*Records from a dataset:*
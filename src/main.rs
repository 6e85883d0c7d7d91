use std::process::ExitCode;

fn main() -> ExitCode {
    polybar_play::cli::init_logging();
    // Delegate to the CLI runner in the library crate.
    match polybar_play::cli::run() {
        Ok(()) => ExitCode::SUCCESS,
        Err(err) => {
            eprintln!("{}", polybar_play::cli::error_line(&err));
            ExitCode::from(polybar_play::cli::exit_code(&err))
        }
    }
}
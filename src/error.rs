use std::path::PathBuf;

use thiserror::Error;

use crate::format::TemplateError;

pub type Result<T> = std::result::Result<T, Error>;

/// Failures that end an invocation. Argument errors never get here, clap
/// reports those itself.
#[derive(Debug, Error)]
pub enum Error {
    #[error("{0}")]
    SourceUnavailable(String),

    #[error("could not read cached metadata from {}", path.display())]
    CacheUnavailable {
        path: PathBuf,
        #[source]
        source: CacheErrorKind,
    },

    #[error("could not write cached metadata to {}", path.display())]
    CacheWrite {
        path: PathBuf,
        #[source]
        source: CacheErrorKind,
    },

    #[error("invalid format template")]
    Format(#[from] TemplateError),
}

#[derive(Debug, Error)]
pub enum CacheErrorKind {
    #[error(transparent)]
    Io(#[from] std::io::Error),
    #[error(transparent)]
    Json(#[from] serde_json::Error),
    #[error("expected a JSON object")]
    NotAnObject,
}

impl Error {
    /// Process exit status for this failure.
    pub fn exit_code(&self) -> u8 {
        match self {
            Error::SourceUnavailable(_)
            | Error::CacheUnavailable { .. }
            | Error::CacheWrite { .. } => 1,
            Error::Format(_) => 2,
        }
    }
}

impl From<zbus::Error> for Error {
    fn from(err: zbus::Error) -> Self {
        Error::SourceUnavailable(err.to_string())
    }
}

#[cfg(test)]
mod tests {
    use super::*;

    #[test]
    fn exit_codes_by_kind() {
        assert_eq!(Error::SourceUnavailable("gone".into()).exit_code(), 1);
        let cache = Error::CacheUnavailable {
            path: PathBuf::from("/nope.json"),
            source: CacheErrorKind::NotAnObject,
        };
        assert_eq!(cache.exit_code(), 1);
        let format = Error::Format(TemplateError::UnknownPlaceholder("genre".into()));
        assert_eq!(format.exit_code(), 2);
    }

    #[test]
    fn cache_error_names_the_path() {
        let err = Error::CacheUnavailable {
            path: PathBuf::from("/tmp/last.json"),
            source: CacheErrorKind::NotAnObject,
        };
        assert_eq!(err.to_string(), "could not read cached metadata from /tmp/last.json");
        let cause = std::error::Error::source(&err).map(|cause| cause.to_string());
        assert_eq!(cause.as_deref(), Some("expected a JSON object"));
    }
}
//! Typed track metadata, parsed from the loosely typed MPRIS payload.

use serde_json::{Map, Value};

pub const ARTIST_KEY: &str = "xesam:artist";
pub const TITLE_KEY: &str = "xesam:title";
pub const ALBUM_KEY: &str = "xesam:album";

/// Status string reported when the player leaves `PlaybackStatus` empty.
pub const FALLBACK_STATUS: &str = "unknown";

/// Literal that selects the third glyph. Kept misspelled for compatibility
/// with existing setups, so a player reporting "unknown" renders no glyph.
pub const UNKNOWN_STATUS_LITERAL: &str = "unkwnown";

#[derive(Debug, Clone, PartialEq, Eq)]
pub enum PlaybackStatus {
    Playing,
    Paused,
    Unknown,
    Other(String),
}

impl PlaybackStatus {
    pub fn parse(raw: &str) -> Self {
        match raw {
            "Playing" => PlaybackStatus::Playing,
            "Paused" => PlaybackStatus::Paused,
            UNKNOWN_STATUS_LITERAL => PlaybackStatus::Unknown,
            other => PlaybackStatus::Other(other.to_string()),
        }
    }

    /// Like [`parse`](Self::parse), but an absent or empty status counts as
    /// [`FALLBACK_STATUS`].
    pub fn from_bus(raw: Option<&str>) -> Self {
        match raw {
            Some(s) if !s.is_empty() => Self::parse(s),
            _ => Self::parse(FALLBACK_STATUS),
        }
    }
}

#[derive(Debug, Clone, PartialEq, Eq)]
pub struct TrackMetadata {
    pub status: PlaybackStatus,
    pub artist: String,
    pub song: String,
    pub album: String,
}

impl TrackMetadata {
    /// Pull the three display fields out of a metadata mapping. Missing keys
    /// become empty strings.
    pub fn from_payload(payload: &Map<String, Value>, status: PlaybackStatus) -> Self {
        Self {
            status,
            artist: payload.get(ARTIST_KEY).map(first_artist).unwrap_or_default(),
            song: payload.get(TITLE_KEY).map(stringify).unwrap_or_default(),
            album: payload.get(ALBUM_KEY).map(stringify).unwrap_or_default(),
        }
    }

    pub fn is_empty(&self) -> bool {
        self.artist.is_empty() && self.song.is_empty() && self.album.is_empty()
    }
}

// Players are supposed to send a list, some send a plain string.
fn first_artist(value: &Value) -> String {
    match value {
        Value::Array(items) => items.first().map(stringify).unwrap_or_default(),
        other => stringify(other),
    }
}

fn stringify(value: &Value) -> String {
    match value {
        Value::String(s) => s.clone(),
        Value::Null => String::new(),
        other => other.to_string(),
    }
}
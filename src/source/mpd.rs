//! The local music player daemon. Only artist and title are read, the
//! daemon's play state is not consulted.

use std::fmt::Display;
use std::time::Duration;

use mpd_client::Client;
use mpd_client::commands::CurrentSong;
use mpd_client::responses::Song;
use tokio::net::TcpStream;
use tracing::debug;

use super::block_on_bounded;
use crate::error::{Error, Result};
use crate::metadata::{PlaybackStatus, TrackMetadata};

pub const MPD_ADDRESS: &str = "localhost:6600";

#[derive(Debug, Clone)]
pub struct MpdSource {
    address: String,
    timeout: Duration,
}

impl MpdSource {
    pub fn new(timeout: Duration) -> Self {
        Self {
            address: MPD_ADDRESS.to_string(),
            timeout,
        }
    }

    pub fn fetch(&self) -> Result<TrackMetadata> {
        let peer = format!("mpd at {}", self.address);
        let song = block_on_bounded(&peer, self.timeout, self.current_song())?;
        Ok(song_to_track(song.as_ref()))
    }

    pub fn timeout(&self) -> Duration {
        self.timeout
    }

    async fn current_song(&self) -> Result<Option<Song>> {
        let connection = TcpStream::connect(&self.address)
            .await
            .map_err(|e| self.unavailable(e))?;
        let (client, _events) = Client::connect(connection)
            .await
            .map_err(|e| self.unavailable(e))?;
        debug!(address = %self.address, "requesting current song");
        let current = client
            .command(CurrentSong)
            .await
            .map_err(|e| self.unavailable(e))?;
        Ok(current.map(|in_queue| in_queue.song))
    }

    fn unavailable(&self, err: impl Display) -> Error {
        Error::SourceUnavailable(format!("mpd at {}: {err}", self.address))
    }
}

fn song_to_track(song: Option<&Song>) -> TrackMetadata {
    TrackMetadata {
        status: PlaybackStatus::Other(String::new()),
        artist: song
            .and_then(|s| s.artists().first().cloned())
            .unwrap_or_default(),
        song: song
            .and_then(|s| s.title())
            .map(str::to_string)
            .unwrap_or_default(),
        album: String::new(),
    }
}

#[cfg(test)]
mod tests {
    use super::*;

    #[test]
    fn nothing_queued_is_empty() {
        let track = song_to_track(None);
        assert!(track.is_empty());
        assert_eq!(track.status, PlaybackStatus::Other(String::new()));
    }

    #[test]
    fn unreachable_daemon_is_source_unavailable() {
        let source = MpdSource {
            // reserved port, nothing listens there
            address: "127.0.0.1:1".to_string(),
            timeout: Duration::from_secs(2),
        };
        assert!(matches!(source.fetch(), Err(Error::SourceUnavailable(_))));
    }
}
use std::fs;

use polybar_play::cache::Cache;
use polybar_play::format::render;
use polybar_play::{Config, Error, PlaybackStatus, TrackMetadata};
use serde_json::{Map, Value, json};
use tempfile::tempdir;

fn object(value: Value) -> Map<String, Value> {
    match value {
        Value::Object(map) => map,
        _ => panic!("expected a JSON object"),
    }
}

fn render_payload(config: &Config, cache: &Cache, fresh: Map<String, Value>, status: &str) -> String {
    let payload = cache.resolve(fresh).unwrap();
    let track = TrackMetadata::from_payload(&payload, PlaybackStatus::from_bus(Some(status)));
    render(config, &track).unwrap()
}

#[test]
fn empty_metadata_uses_the_last_snapshot() {
    let dir = tempdir().unwrap();
    let path = dir.path().join("lastplayed.json");
    fs::write(
        &path,
        r#"{"xesam:artist": ["Old Band"], "xesam:title": "Old Song", "xesam:album": "Old Album"}"#,
    )
    .unwrap();

    let config = Config {
        cache_path: path.clone(),
        format: "{artist} - {song}".to_string(),
        ..Config::default()
    };
    let line = render_payload(&config, &Cache::new(&path), Map::new(), "Playing");
    assert_eq!(line, "Old Band - Old Song");
}

#[test]
fn fresh_metadata_replaces_the_snapshot() {
    let dir = tempdir().unwrap();
    let path = dir.path().join("lastplayed.json");
    let cache = Cache::new(&path);
    let config = Config {
        format: "{play_pause} {song} [{album}]".to_string(),
        play_pause: "P,S,?".to_string(),
        ..Config::default()
    };

    let fresh = object(json!({
        "mpris:trackid": "/org/mpris/MediaPlayer2/Track/7",
        "xesam:artist": ["Band"],
        "xesam:title": "New Song",
        "xesam:album": "Record",
    }));
    assert_eq!(render_payload(&config, &cache, fresh.clone(), "Paused"), "S New Song [Record]");

    let stored: Value = serde_json::from_str(&fs::read_to_string(&path).unwrap()).unwrap();
    assert_eq!(stored, Value::Object(fresh));

    // player goes quiet, snapshot still renders
    assert_eq!(render_payload(&config, &cache, Map::new(), ""), " New Song [Record]");
}

#[test]
fn empty_metadata_without_snapshot_fails() {
    let dir = tempdir().unwrap();
    let cache = Cache::new(dir.path().join("never-written.json"));
    let err = cache.resolve(Map::new()).unwrap_err();
    assert!(matches!(err, Error::CacheUnavailable { .. }));
    assert_eq!(err.exit_code(), 1);
}

#[test]
fn quiet_pause_prints_blank_line_even_from_cache() {
    let dir = tempdir().unwrap();
    let path = dir.path().join("lastplayed.json");
    let cache = Cache::new(&path);
    cache.store(&object(json!({ "xesam:title": "Song" }))).unwrap();

    let config = Config { quiet: true, ..Config::default() };
    assert_eq!(render_payload(&config, &cache, Map::new(), "Paused"), "");
    assert_eq!(render_payload(&config, &cache, Map::new(), "Playing"), "\u{f04b} : Song");
}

*Description of the task:*
There is a run of lines above from the one with "pub fn parse(raw: &str)" to the one with "use super::block_on_bounded;"; print exactly that run, both ends included, and nothing else.

*Solution to this task:*
    pub fn parse(raw: &str) -> Self {
        match raw {
            "Playing" => PlaybackStatus::Playing,
            "Paused" => PlaybackStatus::Paused,
            UNKNOWN_STATUS_LITERAL => PlaybackStatus::Unknown,
            other => PlaybackStatus::Other(other.to_string()),
        }
    }

    /// Like [`parse`](Self::parse), but an absent or empty status counts as
    /// [`FALLBACK_STATUS`].
    pub fn from_bus(raw: Option<&str>) -> Self {
        match raw {
            Some(s) if !s.is_empty() => Self::parse(s),
            _ => Self::parse(FALLBACK_STATUS),
        }
    }
}

#[derive(Debug, Clone, PartialEq, Eq)]
pub struct TrackMetadata {
    pub status: PlaybackStatus,
    pub artist: String,
    pub song: String,
    pub album: String,
}

impl TrackMetadata {
    /// Pull the three display fields out of a metadata mapping. Missing keys
    /// become empty strings.
    pub fn from_payload(payload: &Map<String, Value>, status: PlaybackStatus) -> Self {
        Self {
            status,
            artist: payload.get(ARTIST_KEY).map(first_artist).unwrap_or_default(),
            song: payload.get(TITLE_KEY).map(stringify).unwrap_or_default(),
            album: payload.get(ALBUM_KEY).map(stringify).unwrap_or_default(),
        }
    }

    pub fn is_empty(&self) -> bool {
        self.artist.is_empty() && self.song.is_empty() && self.album.is_empty()
    }
}

// Players are supposed to send a list, some send a plain string.
fn first_artist(value: &Value) -> String {
    match value {
        Value::Array(items) => items.first().map(stringify).unwrap_or_default(),
        other => stringify(other),
    }
}

fn stringify(value: &Value) -> String {
    match value {
        Value::String(s) => s.clone(),
        Value::Null => String::new(),
        other => other.to_string(),
    }
}
filename src/source/mpd.rs
//! The local music player daemon. Only artist and title are read, the
//! daemon's play state is not consulted.

use std::fmt::Display;
use std::time::Duration;

use mpd_client::Client;
use mpd_client::commands::CurrentSong;
use mpd_client::responses::Song;
use tokio::net::TcpStream;
use tracing::debug;

use super::block_on_bounded;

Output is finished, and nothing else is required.